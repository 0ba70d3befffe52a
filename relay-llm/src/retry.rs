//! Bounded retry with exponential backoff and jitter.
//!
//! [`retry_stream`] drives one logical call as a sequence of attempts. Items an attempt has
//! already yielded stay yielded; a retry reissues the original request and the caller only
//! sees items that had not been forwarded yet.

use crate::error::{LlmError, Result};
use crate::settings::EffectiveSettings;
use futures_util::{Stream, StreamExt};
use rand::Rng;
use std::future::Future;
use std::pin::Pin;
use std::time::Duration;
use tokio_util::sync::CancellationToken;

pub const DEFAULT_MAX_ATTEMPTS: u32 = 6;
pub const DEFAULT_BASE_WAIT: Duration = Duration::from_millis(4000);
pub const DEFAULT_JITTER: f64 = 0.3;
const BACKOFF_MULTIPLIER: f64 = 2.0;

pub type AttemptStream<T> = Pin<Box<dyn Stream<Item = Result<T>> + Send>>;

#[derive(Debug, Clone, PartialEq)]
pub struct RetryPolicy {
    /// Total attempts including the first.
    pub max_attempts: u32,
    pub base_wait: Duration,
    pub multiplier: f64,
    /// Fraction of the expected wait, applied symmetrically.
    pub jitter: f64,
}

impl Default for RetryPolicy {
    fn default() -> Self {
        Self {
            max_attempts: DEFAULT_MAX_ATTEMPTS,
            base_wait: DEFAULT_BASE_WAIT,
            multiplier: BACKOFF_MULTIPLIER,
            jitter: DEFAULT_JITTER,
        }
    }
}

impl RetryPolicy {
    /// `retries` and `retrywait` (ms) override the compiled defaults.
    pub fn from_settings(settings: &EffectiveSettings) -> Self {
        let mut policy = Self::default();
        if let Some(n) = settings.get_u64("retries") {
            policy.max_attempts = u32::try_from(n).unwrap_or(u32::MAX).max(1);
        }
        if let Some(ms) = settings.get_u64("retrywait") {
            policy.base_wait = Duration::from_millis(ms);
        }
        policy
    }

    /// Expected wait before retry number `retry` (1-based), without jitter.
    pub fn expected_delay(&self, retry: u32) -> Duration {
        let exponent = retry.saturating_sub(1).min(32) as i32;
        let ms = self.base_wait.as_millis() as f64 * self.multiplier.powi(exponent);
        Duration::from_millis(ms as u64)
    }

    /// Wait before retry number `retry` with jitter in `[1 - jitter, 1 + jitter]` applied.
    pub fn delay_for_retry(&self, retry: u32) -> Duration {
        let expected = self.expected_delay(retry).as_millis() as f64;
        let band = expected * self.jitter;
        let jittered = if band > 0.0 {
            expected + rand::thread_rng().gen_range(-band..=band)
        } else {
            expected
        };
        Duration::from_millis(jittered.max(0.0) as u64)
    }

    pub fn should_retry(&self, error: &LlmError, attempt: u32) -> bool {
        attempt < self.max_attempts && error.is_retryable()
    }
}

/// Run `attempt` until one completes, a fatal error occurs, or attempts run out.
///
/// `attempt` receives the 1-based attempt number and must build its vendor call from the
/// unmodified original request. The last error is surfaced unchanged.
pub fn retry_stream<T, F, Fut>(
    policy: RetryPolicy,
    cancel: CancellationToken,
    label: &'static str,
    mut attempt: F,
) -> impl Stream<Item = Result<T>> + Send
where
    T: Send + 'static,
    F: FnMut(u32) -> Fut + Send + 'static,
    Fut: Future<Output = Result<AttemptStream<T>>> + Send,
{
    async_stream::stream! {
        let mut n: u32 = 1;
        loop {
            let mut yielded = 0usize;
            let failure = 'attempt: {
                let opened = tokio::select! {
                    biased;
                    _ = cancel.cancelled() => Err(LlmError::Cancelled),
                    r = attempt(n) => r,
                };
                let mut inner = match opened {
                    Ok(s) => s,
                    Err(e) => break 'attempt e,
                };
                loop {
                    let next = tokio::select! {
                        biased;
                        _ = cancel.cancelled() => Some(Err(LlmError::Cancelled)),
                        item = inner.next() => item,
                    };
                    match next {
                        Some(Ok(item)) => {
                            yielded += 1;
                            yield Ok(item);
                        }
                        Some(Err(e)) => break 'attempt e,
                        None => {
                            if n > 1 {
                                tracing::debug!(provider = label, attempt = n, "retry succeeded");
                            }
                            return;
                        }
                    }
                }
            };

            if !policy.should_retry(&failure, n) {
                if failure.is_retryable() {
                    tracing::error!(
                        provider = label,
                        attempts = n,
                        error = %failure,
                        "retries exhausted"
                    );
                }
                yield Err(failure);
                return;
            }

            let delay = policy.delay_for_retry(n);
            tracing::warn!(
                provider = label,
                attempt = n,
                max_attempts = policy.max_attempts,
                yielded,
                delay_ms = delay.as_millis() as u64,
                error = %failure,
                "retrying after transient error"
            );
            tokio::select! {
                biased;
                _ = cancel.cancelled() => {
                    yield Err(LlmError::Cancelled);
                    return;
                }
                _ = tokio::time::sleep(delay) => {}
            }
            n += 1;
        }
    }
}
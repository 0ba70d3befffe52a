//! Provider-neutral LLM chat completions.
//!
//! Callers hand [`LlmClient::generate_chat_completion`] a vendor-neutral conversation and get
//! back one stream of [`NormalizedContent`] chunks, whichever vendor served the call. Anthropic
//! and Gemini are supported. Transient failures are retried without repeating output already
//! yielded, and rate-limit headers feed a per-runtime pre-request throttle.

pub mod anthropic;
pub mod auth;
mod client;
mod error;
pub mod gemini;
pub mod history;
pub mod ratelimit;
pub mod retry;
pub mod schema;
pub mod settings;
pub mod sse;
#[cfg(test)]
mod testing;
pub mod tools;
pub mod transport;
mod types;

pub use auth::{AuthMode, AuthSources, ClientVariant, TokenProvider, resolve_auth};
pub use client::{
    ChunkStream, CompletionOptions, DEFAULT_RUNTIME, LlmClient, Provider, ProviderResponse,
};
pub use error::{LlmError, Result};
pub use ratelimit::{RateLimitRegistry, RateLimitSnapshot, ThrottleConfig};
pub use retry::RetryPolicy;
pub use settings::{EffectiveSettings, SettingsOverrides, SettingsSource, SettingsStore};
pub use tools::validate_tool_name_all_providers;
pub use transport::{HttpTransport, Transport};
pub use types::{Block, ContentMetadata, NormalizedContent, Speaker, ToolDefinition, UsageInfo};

----

■ ASSIGNMENT
Go to the line with "let exponent = retry.saturating_sub(1).min(32)" in the entries above and repeat every line from there through the line with "pub fn should_retry(&self, error: &LlmError, attempt: u32)", exactly and with no other text.

■ SOLUTION FOR THIS PROBLEM
        let exponent = retry.saturating_sub(1).min(32) as i32;
        let ms = self.base_wait.as_millis() as f64 * self.multiplier.powi(exponent);
        Duration::from_millis(ms as u64)
    }

    /// Wait before retry number `retry` with jitter in `[1 - jitter, 1 + jitter]` applied.
    pub fn delay_for_retry(&self, retry: u32) -> Duration {
        let expected = self.expected_delay(retry).as_millis() as f64;
        let band = expected * self.jitter;
        let jittered = if band > 0.0 {
            expected + rand::thread_rng().gen_range(-band..=band)
        } else {
            expected
        };
        Duration::from_millis(jittered.max(0.0) as u64)
    }

    pub fn should_retry(&self, error: &LlmError, attempt: u32) -> bool {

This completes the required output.